Task to complete: Write out, word for word, every line in the data below from the one containing "where it goes." to the one containing "move, was compared", both of them included.

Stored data
┌──

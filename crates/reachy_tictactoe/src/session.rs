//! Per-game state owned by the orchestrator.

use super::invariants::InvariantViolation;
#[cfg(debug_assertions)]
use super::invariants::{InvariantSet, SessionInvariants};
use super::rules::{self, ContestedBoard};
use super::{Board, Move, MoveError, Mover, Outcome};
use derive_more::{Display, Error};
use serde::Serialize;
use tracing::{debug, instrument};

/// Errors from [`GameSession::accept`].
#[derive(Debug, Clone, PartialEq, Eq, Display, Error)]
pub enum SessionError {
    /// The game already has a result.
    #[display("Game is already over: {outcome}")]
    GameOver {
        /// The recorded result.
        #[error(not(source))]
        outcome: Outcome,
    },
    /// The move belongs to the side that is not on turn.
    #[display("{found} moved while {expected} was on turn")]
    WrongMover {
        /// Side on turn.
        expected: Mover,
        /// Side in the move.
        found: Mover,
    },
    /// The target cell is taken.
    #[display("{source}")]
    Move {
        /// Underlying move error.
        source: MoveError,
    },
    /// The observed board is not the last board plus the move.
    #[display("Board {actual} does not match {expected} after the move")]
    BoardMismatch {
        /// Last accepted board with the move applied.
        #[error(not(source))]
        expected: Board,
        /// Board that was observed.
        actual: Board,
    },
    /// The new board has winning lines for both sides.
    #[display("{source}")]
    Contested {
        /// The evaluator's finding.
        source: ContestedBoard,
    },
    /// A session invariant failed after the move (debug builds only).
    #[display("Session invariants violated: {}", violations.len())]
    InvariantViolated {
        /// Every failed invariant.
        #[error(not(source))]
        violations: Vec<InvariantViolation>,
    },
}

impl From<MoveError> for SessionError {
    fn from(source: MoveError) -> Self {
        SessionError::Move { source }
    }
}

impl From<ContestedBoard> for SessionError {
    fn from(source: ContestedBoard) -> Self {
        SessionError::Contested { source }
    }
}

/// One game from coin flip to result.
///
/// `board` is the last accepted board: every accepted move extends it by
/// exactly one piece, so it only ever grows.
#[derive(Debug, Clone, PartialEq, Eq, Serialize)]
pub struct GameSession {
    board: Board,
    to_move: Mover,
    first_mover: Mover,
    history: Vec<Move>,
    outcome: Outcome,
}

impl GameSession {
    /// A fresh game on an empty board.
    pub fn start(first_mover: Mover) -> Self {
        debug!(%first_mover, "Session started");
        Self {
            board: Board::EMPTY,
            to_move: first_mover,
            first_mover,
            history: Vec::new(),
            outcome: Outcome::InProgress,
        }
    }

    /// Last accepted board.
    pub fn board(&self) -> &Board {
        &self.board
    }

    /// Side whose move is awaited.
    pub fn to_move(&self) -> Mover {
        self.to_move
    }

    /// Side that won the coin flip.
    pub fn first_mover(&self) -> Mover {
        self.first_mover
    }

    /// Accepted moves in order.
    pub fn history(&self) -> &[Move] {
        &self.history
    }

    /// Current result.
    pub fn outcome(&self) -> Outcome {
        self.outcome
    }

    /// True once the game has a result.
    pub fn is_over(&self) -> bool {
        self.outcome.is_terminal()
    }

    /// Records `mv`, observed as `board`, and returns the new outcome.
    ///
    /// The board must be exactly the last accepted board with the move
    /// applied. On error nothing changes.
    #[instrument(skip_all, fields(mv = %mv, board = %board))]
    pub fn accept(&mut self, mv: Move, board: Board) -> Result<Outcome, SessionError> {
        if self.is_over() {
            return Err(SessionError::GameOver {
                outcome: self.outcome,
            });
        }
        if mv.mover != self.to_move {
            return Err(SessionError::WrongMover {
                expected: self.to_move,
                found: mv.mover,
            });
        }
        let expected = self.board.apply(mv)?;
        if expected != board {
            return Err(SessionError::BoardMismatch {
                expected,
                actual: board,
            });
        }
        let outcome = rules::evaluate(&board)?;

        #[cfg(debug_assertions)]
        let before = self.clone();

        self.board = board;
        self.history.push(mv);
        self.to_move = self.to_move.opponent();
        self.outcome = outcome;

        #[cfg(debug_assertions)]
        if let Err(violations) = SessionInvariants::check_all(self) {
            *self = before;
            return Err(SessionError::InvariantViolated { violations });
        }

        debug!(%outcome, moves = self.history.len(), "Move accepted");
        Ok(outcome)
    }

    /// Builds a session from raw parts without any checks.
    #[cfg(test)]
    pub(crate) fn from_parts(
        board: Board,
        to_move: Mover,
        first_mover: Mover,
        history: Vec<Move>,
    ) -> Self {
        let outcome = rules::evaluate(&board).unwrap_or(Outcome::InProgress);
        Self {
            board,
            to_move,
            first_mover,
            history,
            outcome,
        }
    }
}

└──
┌──

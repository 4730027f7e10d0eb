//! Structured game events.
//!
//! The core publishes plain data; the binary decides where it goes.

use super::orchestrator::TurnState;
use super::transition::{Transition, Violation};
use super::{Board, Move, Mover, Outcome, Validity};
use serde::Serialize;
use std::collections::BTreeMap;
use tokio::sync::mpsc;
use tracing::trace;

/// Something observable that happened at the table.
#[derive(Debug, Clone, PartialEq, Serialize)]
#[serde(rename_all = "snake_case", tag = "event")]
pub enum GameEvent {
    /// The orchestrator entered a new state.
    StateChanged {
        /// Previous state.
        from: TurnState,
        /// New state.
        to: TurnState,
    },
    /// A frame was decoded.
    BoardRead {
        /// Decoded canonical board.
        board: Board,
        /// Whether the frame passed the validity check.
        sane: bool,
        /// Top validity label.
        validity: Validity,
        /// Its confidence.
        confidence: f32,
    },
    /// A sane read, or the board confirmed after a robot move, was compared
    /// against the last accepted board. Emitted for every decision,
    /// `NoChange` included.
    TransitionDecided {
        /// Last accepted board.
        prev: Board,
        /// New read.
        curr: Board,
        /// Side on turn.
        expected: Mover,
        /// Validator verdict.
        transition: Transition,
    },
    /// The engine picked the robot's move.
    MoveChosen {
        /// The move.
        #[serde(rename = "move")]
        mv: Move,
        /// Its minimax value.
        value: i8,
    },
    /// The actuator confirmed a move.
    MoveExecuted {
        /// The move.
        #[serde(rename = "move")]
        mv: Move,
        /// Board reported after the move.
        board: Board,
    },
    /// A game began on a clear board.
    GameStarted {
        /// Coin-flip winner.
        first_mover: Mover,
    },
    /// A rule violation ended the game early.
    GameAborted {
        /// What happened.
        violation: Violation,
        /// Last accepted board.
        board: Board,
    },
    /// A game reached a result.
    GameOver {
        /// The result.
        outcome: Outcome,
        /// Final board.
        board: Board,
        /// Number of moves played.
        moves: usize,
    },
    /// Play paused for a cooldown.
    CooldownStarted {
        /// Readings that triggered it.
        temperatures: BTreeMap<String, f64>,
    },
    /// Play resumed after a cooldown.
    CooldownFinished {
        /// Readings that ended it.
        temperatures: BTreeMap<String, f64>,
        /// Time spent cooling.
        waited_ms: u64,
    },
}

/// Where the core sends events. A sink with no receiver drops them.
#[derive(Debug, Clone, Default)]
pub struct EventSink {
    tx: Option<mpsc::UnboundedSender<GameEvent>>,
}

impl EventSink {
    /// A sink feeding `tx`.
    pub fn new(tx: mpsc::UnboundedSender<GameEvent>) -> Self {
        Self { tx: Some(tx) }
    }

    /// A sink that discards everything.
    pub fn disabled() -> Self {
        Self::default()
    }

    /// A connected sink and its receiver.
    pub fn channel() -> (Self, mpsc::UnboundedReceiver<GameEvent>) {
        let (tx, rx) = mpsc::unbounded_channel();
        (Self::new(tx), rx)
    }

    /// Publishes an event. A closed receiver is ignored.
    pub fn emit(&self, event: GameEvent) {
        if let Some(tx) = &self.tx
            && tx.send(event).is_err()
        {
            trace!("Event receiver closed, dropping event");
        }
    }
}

└──

Completed task:
//! The core publishes plain data; the binary decides where it goes.

use super::orchestrator::TurnState;
use super::transition::{Transition, Violation};
use super::{Board, Move, Mover, Outcome, Validity};
use serde::Serialize;
use std::collections::BTreeMap;
use tokio::sync::mpsc;
use tracing::trace;

/// Something observable that happened at the table.
#[derive(Debug, Clone, PartialEq, Serialize)]
#[serde(rename_all = "snake_case", tag = "event")]
pub enum GameEvent {
    /// The orchestrator entered a new state.
    StateChanged {
        /// Previous state.
        from: TurnState,
        /// New state.
        to: TurnState,
    },
    /// A frame was decoded.
    BoardRead {
        /// Decoded canonical board.
        board: Board,
        /// Whether the frame passed the validity check.
        sane: bool,
        /// Top validity label.
        validity: Validity,
        /// Its confidence.
        confidence: f32,
    },
    /// A sane read, or the board confirmed after a robot move, was compared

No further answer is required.